┌─ Recorded information
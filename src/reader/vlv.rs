use super::{ReadResult, Reader};
use alloc::vec::Vec;

const CONTINUATION_BIT: u8 = 0x80;
const DATA_MASK: u8 = 0x7F;

#[doc = r#"
A MIDI variable-length value.

Seven bits per byte, most significant group first. Every byte except the
last has its top bit set.

Used for track pre-delays, the delta time that follows each event and the
length prefix of meta events.

# Example
```rust
# use midibeep::prelude::*;
let bytes = [0x81, 0x00];
let mut reader = Reader::from_byte_slice(&bytes);
assert_eq!(Vlv::read(&mut reader).unwrap().value(), 0x80);
```
"#]
#[derive(Debug, Clone, Copy, PartialEq, Eq, PartialOrd, Ord, Hash, Default)]
#[cfg_attr(feature = "serde", derive(serde::Serialize, serde::Deserialize))]
pub struct Vlv(u32);

impl Vlv {
    /// Zero pulses
    pub const ZERO: Self = Self(0);

    /// Wrap a value
    pub const fn new(value: u32) -> Self {
        Self(value)
    }

    /// The decoded value
    pub const fn value(&self) -> u32 {
        self.0
    }

    /// Decode a value from the reader.
    ///
    /// There is no limit on the number of groups. Overlong input shifts
    /// the high bits out of the 32-bit accumulator.
    pub fn read(reader: &mut Reader<'_>) -> ReadResult<Self> {
        let mut value: u32 = 0;
        loop {
            let byte = reader.read_u8()?;
            value = (value << 7) | u32::from(byte & DATA_MASK);
            if byte & CONTINUATION_BIT == 0 {
                return Ok(Self(value));
            }
        }
    }

    /// Encode the value, shortest form.
    pub fn encode(&self) -> Vec<u8> {
        let mut groups = Vec::with_capacity(5);
        let mut rest = self.0;
        groups.push((rest & u32::from(DATA_MASK)) as u8);
        rest >>= 7;
        while rest != 0 {
            groups.push((rest & u32::from(DATA_MASK)) as u8 | CONTINUATION_BIT);
            rest >>= 7;
        }
        groups.reverse();
        groups
    }
}

impl From<u32> for Vlv {
    fn from(value: u32) -> Self {
        Self(value)
    }
}

impl From<Vlv> for u32 {
    fn from(value: Vlv) -> Self {
        value.0
    }
}

#[cfg(test)]
fn decode(bytes: &[u8]) -> u32 {
    let mut reader = Reader::from_byte_slice(bytes);
    let value = Vlv::read(&mut reader).unwrap();
    assert!(reader.is_empty());
    value.value()
}

#[test]
fn known_encodings() {
    use pretty_assertions::assert_eq;
    assert_eq!(Vlv::new(0x00).encode(), [0x00]);
    assert_eq!(Vlv::new(0x40).encode(), [0x40]);
    assert_eq!(Vlv::new(0x7F).encode(), [0x7F]);
    assert_eq!(Vlv::new(0x80).encode(), [0x81, 0x00]);
    assert_eq!(Vlv::new(0x2000).encode(), [0xC0, 0x00]);
    assert_eq!(Vlv::new(0x3FFF).encode(), [0xFF, 0x7F]);
    assert_eq!(Vlv::new(0x4000).encode(), [0x81, 0x80, 0x00]);
    assert_eq!(Vlv::new(0x0FFF_FFFF).encode(), [0xFF, 0xFF, 0xFF, 0x7F]);
}

#[test]
fn decode_known_values() {
    use pretty_assertions::assert_eq;
    assert_eq!(decode(&[0x00]), 0);
    assert_eq!(decode(&[0x81, 0x00]), 0x80);
    assert_eq!(decode(&[0xFF, 0x7F]), 0x3FFF);
    assert_eq!(decode(&[0x83, 0x60]), 480);
    assert_eq!(decode(&[0xFF, 0xFF, 0xFF, 0x7F]), 0x0FFF_FFFF);
}

#[test]
fn round_trip_28_bit_range() {
    use pretty_assertions::assert_eq;
    for value in [1, 127, 128, 255, 16_383, 16_384, 2_097_151, 2_097_152, 0x0FFF_FFFF] {
        assert_eq!(decode(&Vlv::new(value).encode()), value);
    }
}

#[test]
fn stops_at_first_clear_top_bit() {
    use pretty_assertions::assert_eq;
    let bytes = [0x81, 0x00, 0x90];
    let mut reader = Reader::from_byte_slice(&bytes);
    assert_eq!(Vlv::read(&mut reader).unwrap().value(), 0x80);
    assert_eq!(reader.remaining(), 1);
}

#[test]
fn overlong_value_is_not_rejected() {
    // six groups overflow 32 bits; the high bits are shifted out
    let bytes = [0xFF, 0xFF, 0xFF, 0xFF, 0xFF, 0x7F];
    let mut reader = Reader::from_byte_slice(&bytes);
    assert!(Vlv::read(&mut reader).is_ok());
    assert!(reader.is_empty());
}

#[test]
fn unterminated_value_is_truncated() {
    let bytes = [0x81, 0x80];
    let mut reader = Reader::from_byte_slice(&bytes);
    assert!(Vlv::read(&mut reader).unwrap_err().is_truncated());
}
└─
How to complete this task: Every line in the data that holds the string "bits" should be copied.

Task response:
Seven bits per byte, most significant group first. Every byte except the
    /// the high bits out of the 32-bit accumulator.
    // six groups overflow 32 bits; the high bits are shifted out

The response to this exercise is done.